Yoga-sutras (Vedanta Commentaries)

46,295 words

The Yoga Sūtras of Patañjali are 196 Indian sūtras (aphorisms) that constitute the foundational text of Ashtanga Yoga, also called Raja Yoga. The commentaries are based upon the ancient commentaries written by Vyasa and Bhoja and more recent done by well-known Swami Vivekananda just some 120 years ago and of course the vast wisdom and philosophica...

ब्रह्मचर्य प्रतिष्ठायां वीर्यलाभः ॥३८॥

brahma-carya pratiṣṭhāyāṃ vīrya-lābhaḥ ||38||

When a man becomes steadfast in his abstention from incontinence, he acquires spiritual energy.

Sexual activity, and the thoughts and fantasies of sex, use up a great portion of our vital force. When that force is conserved through abstinence, it becomes sublimated as spiritual energy. Such energy is indispensable to a spiritual teacher; it is the power by which he transmits understanding to his pupils. For true religion is not "taught," like history or mathematics; it is transmitted, like light or heat.

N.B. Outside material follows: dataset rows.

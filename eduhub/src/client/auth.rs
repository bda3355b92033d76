//! Authentication state management.

/// Authentication tokens for the EduHub API.
///
/// The platform issues an access/refresh token pair. Refreshing is
/// handled by an external auth service; this library only carries the
/// tokens and attaches the access token to requests.
#[derive(Debug, Clone)]
pub struct AuthTokens {
    /// Bearer access token.
    pub access: String,
    /// Refresh token.
    pub refresh: Option<String>,
    /// User ID of the session owner.
    pub uid: String,
}

impl AuthTokens {
    /// Create new auth tokens.
    pub fn new(access: impl Into<String>, uid: impl Into<String>) -> Self {
        Self {
            access: access.into(),
            refresh: None,
            uid: uid.into(),
        }
    }

    /// Attach a refresh token.
    pub fn with_refresh(mut self, refresh: impl Into<String>) -> Self {
        self.refresh = Some(refresh.into());
        self
    }

    /// Check if auth looks valid.
    pub fn is_valid(&self) -> bool {
        !self.access.is_empty() && !self.uid.is_empty()
    }
}

#[cfg(test)]
mod tests {
    use super::*;

    #[test]
    fn test_auth_tokens_validity() {
        let valid = AuthTokens::new("access123", "42");
        assert!(valid.is_valid());
        assert!(valid.refresh.is_none());

        let with_refresh = AuthTokens::new("access123", "42").with_refresh("refresh456");
        assert_eq!(with_refresh.refresh.as_deref(), Some("refresh456"));

        assert!(!AuthTokens::new("", "42").is_valid());
        assert!(!AuthTokens::new("access123", "").is_valid());
    }
}
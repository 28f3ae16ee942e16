//! Provider adapters.
//!
//! | Adapter | Provider | Endpoints |
//! |---------|----------|-----------|
//! | [`AlphaVantageAdapter`] | Alpha Vantage | intraday bars, news sentiment |
//! | [`PolygonAdapter`] | Polygon.io | options chain snapshot |

mod alphavantage;
mod polygon;

pub use alphavantage::{AlphaVantageAdapter, ALPHAVANTAGE_ENDPOINT, NEWS_TICKER_LIMIT};
pub use polygon::{PolygonAdapter, POLYGON_ENDPOINT};

use serde_json::Value;

use crate::http_client::{HttpClient, HttpRequest};
use crate::{ProviderId, SourceError};

/// Executes a GET and decodes the body as JSON, classifying every failure.
async fn fetch_json(
    http_client: &dyn HttpClient,
    provider: ProviderId,
    request: HttpRequest,
) -> Result<Value, SourceError> {
    let response = http_client
        .execute(request)
        .await
        .map_err(|e| {
            SourceError::transport(provider, format!("{provider} transport error: {}", e.message()))
        })?;

    if !response.is_success() {
        return Err(SourceError::upstream_status(provider, response.status));
    }

    serde_json::from_str(&response.body).map_err(|e| {
        SourceError::malformed(provider, format!("{provider} returned invalid json: {e}"))
    })
}
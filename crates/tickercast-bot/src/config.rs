//! Command-line and environment configuration.
//!
//! Every option can be passed as a flag or through the environment variable
//! shown in `--help`:
//!
//! | Variable | Default | Required |
//! |----------|---------|----------|
//! | `DISCORD_BOT_TOKEN` | | yes |
//! | `DISCORD_CHANNEL_ID` | | yes |
//! | `ALPHAVANTAGE_API_KEY` | | yes |
//! | `POLYGON_API_KEY` | | no, enables options flow |
//! | `TICKERS` | `AAPL,MSFT,SPY,TSLA,QQQ` | no |
//! | `PRICE_LOOP_SECONDS` | `60` | no |
//! | `NEWS_LOOP_SECONDS` | `300` | no |

use std::time::Duration;

use clap::Parser;
use tickercast_core::{Symbol, ValidationError};

use crate::error::ConfigError;

pub const DEFAULT_TICKERS: &str = "AAPL,MSFT,SPY,TSLA,QQQ";

/// Posts intraday price signals and market news to a Discord channel.
#[derive(Debug, Parser)]
#[command(name = "tickercast", version, about)]
pub struct Cli {
    /// Discord bot token.
    #[arg(long, env = "DISCORD_BOT_TOKEN", hide_env_values = true)]
    pub discord_token: Option<String>,

    /// Numeric id of the destination text channel.
    #[arg(long, env = "DISCORD_CHANNEL_ID")]
    pub discord_channel_id: Option<String>,

    /// Alpha Vantage API key (intraday bars and news).
    #[arg(long, env = "ALPHAVANTAGE_API_KEY", hide_env_values = true)]
    pub alphavantage_key: Option<String>,

    /// Polygon.io API key; options flow is disabled when absent or blank.
    #[arg(long, env = "POLYGON_API_KEY", hide_env_values = true)]
    pub polygon_key: Option<String>,

    /// Comma-separated tickers to follow.
    #[arg(long, env = "TICKERS", default_value = DEFAULT_TICKERS)]
    pub tickers: String,

    /// Seconds between price cycles.
    #[arg(long, env = "PRICE_LOOP_SECONDS", default_value_t = 60)]
    pub price_loop_seconds: u64,

    /// Seconds between news cycles.
    #[arg(long, env = "NEWS_LOOP_SECONDS", default_value_t = 300)]
    pub news_loop_seconds: u64,
}

/// Validated runtime configuration.
#[derive(Clone, PartialEq, Eq)]
pub struct BotConfig {
    pub discord_token: String,
    pub channel_id: u64,
    pub alphavantage_key: String,
    pub polygon_key: Option<String>,
    pub symbols: Vec<Symbol>,
    pub price_every: Duration,
    pub news_every: Duration,
}

impl std::fmt::Debug for BotConfig {
    fn fmt(&self, f: &mut std::fmt::Formatter<'_>) -> std::fmt::Result {
        f.debug_struct("BotConfig")
            .field("channel_id", &self.channel_id)
            .field("options_flow", &self.polygon_key.is_some())
            .field("symbols", &self.symbols)
            .field("price_every", &self.price_every)
            .field("news_every", &self.news_every)
            .finish_non_exhaustive()
    }
}

impl BotConfig {
    pub fn from_cli(cli: Cli) -> Result<Self, ConfigError> {
        let discord_token = required(cli.discord_token, "DISCORD_BOT_TOKEN")?;
        let raw_channel = required(cli.discord_channel_id, "DISCORD_CHANNEL_ID")?;
        let alphavantage_key = required(cli.alphavantage_key, "ALPHAVANTAGE_API_KEY")?;

        let channel_id = raw_channel
            .parse::<u64>()
            .ok()
            .filter(|id| *id > 0)
            .ok_or(ConfigError::InvalidChannelId(raw_channel))?;

        Ok(Self {
            discord_token,
            channel_id,
            alphavantage_key,
            polygon_key: non_blank(cli.polygon_key),
            symbols: Symbol::parse_list(&cli.tickers)?,
            price_every: interval(cli.price_loop_seconds, "PRICE_LOOP_SECONDS")?,
            news_every: interval(cli.news_loop_seconds, "NEWS_LOOP_SECONDS")?,
        })
    }
}

fn non_blank(value: Option<String>) -> Option<String> {
    value
        .map(|text| text.trim().to_owned())
        .filter(|text| !text.is_empty())
}

fn required(value: Option<String>, name: &'static str) -> Result<String, ConfigError> {
    non_blank(value).ok_or(ConfigError::Missing(name))
}

fn interval(seconds: u64, field: &'static str) -> Result<Duration, ValidationError> {
    if seconds == 0 {
        return Err(ValidationError::ZeroInterval { field });
    }
    Ok(Duration::from_secs(seconds))
}

#[cfg(test)]
mod tests {
    use super::*;

    fn cli() -> Cli {
        Cli {
            discord_token: Some(String::from("token")),
            discord_channel_id: Some(String::from("1429934034095706203")),
            alphavantage_key: Some(String::from("alpha")),
            polygon_key: None,
            tickers: String::from(DEFAULT_TICKERS),
            price_loop_seconds: 60,
            news_loop_seconds: 300,
        }
    }

    #[test]
    fn defaults_produce_five_symbols_and_standard_intervals() {
        let config = BotConfig::from_cli(cli()).expect("valid config");

        assert_eq!(config.channel_id, 1_429_934_034_095_706_203);
        assert_eq!(config.symbols.len(), 5);
        assert_eq!(config.symbols[2].as_str(), "SPY");
        assert_eq!(config.price_every, Duration::from_secs(60));
        assert_eq!(config.news_every, Duration::from_secs(300));
        assert_eq!(config.polygon_key, None);
    }

    #[test]
    fn blank_required_value_is_missing() {
        let mut input = cli();
        input.discord_token = Some(String::from("   "));

        assert_eq!(
            BotConfig::from_cli(input),
            Err(ConfigError::Missing("DISCORD_BOT_TOKEN"))
        );
    }

    #[test]
    fn absent_alphavantage_key_is_missing() {
        let mut input = cli();
        input.alphavantage_key = None;

        assert_eq!(
            BotConfig::from_cli(input),
            Err(ConfigError::Missing("ALPHAVANTAGE_API_KEY"))
        );
    }

    #[test]
    fn non_numeric_channel_id_is_rejected() {
        let mut input = cli();
        input.discord_channel_id = Some(String::from("general"));

        assert_eq!(
            BotConfig::from_cli(input),
            Err(ConfigError::InvalidChannelId(String::from("general")))
        );
    }

    #[test]
    fn blank_polygon_key_disables_options_flow() {
        let mut input = cli();
        input.polygon_key = Some(String::from(" "));
        assert_eq!(BotConfig::from_cli(input).expect("valid").polygon_key, None);

        let mut input = cli();
        input.polygon_key = Some(String::from("poly"));
        assert_eq!(
            BotConfig::from_cli(input).expect("valid").polygon_key.as_deref(),
            Some("poly")
        );
    }

    #[test]
    fn tickers_are_normalized() {
        let mut input = cli();
        input.tickers = String::from(" nvda, ,amd ");

        let config = BotConfig::from_cli(input).expect("valid");
        let names: Vec<_> = config.symbols.iter().map(Symbol::as_str).collect();
        assert_eq!(names, ["NVDA", "AMD"]);
    }

    #[test]
    fn zero_interval_is_rejected() {
        let mut input = cli();
        input.news_loop_seconds = 0;

        assert_eq!(
            BotConfig::from_cli(input),
            Err(ConfigError::Validation(ValidationError::ZeroInterval {
                field: "NEWS_LOOP_SECONDS"
            }))
        );
    }

    #[test]
    fn debug_output_hides_secrets() {
        let config = BotConfig::from_cli(cli()).expect("valid");
        let rendered = format!("{config:?}");
        assert!(!rendered.contains("token"));
        assert!(!rendered.contains("alpha"));
    }

    #[test]
    fn clap_definition_is_consistent() {
        use clap::CommandFactory;
        Cli::command().debug_assert();
    }
}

अपरिग्रहस्थैर्ये जन्मकथंता संबोधः ॥३९॥

aparigraha-sthairye janma-kathaṃtā saṃbodhaḥ ||39||

When a man becomes steadfast in his abstention from greed, he gains knowledge of his past, present and future existences.

Attachment, and the anxiety which accompanies attachment, are obstacles to knowledge. As long as you are clinging desperately to the face of a precipice (and thereby to your life) you are in no condition to survey the place you climbed up from or the place toward which you are climbing. So Patañjali tells us that freedom from attachment will result in knowledge of the whole course of our human journey, through past and future existences. Such knowledge, would, of course, be in itself a proof of the theory of reincarnation.

शौचात् स्वाङ्गजुगुप्सा परैरसंसर्गः ॥४०॥

śaucāt svāṅga-jugupsā parairasaṃsargaḥ ||40||

As the result of purity, there arises indifference toward the body and disgust for physical intercourse with others.

सत्त्वशुद्धिः सौमनस्यैकाग्र्येन्द्रियजयात्मदर्शन योग्यत्वानि च ॥४१॥

sattva-śuddhiḥ saumanasya-ikāgry-endriyajaya-ātmadarśana yogyatvāni ca ||41||

Moreover, one achieves purification of the heart, cheerfulness of mind, the power of concentration, control of the passions and fitness for vision of the Atman.

Patañjali now describes the results which are obtained by practising the various observances (niyamas).

The physical body is the grossest and most outward manifestation of our consciousness. As a man's mind becomes purified, he naturally loses his sense of identification with his body. Therefore he grows indifferent to it, regarding it as a mere external garment which is neither new nor clean. Furthermore, he ceases to desire the bodies of others, since he no longer identifies those bodies with the consciousness that inhabits them. If we really knew and loved the Atman within others, the sexual act would seem utterly meaningless to us. When the Atman is known to be everywhere and always a unity, why should two outer coverings embrace?

Purity of mind shows itself in a man's mood. He becomes increasingly dominated by sattva, the guṇa of illumination and peaceful happiness. "The first sign of your becoming religious," says Vivekananda, "is that you are becoming cheerful. To the yogi, everything is bliss, every human face that he sees brings cheerfulness to him. Misery is caused by sin, and by no other cause. What business have you with clouded faces? If you have a clouded face do not go out that day, shut yourself up in your room. What right have you to carry this disease out into the world?"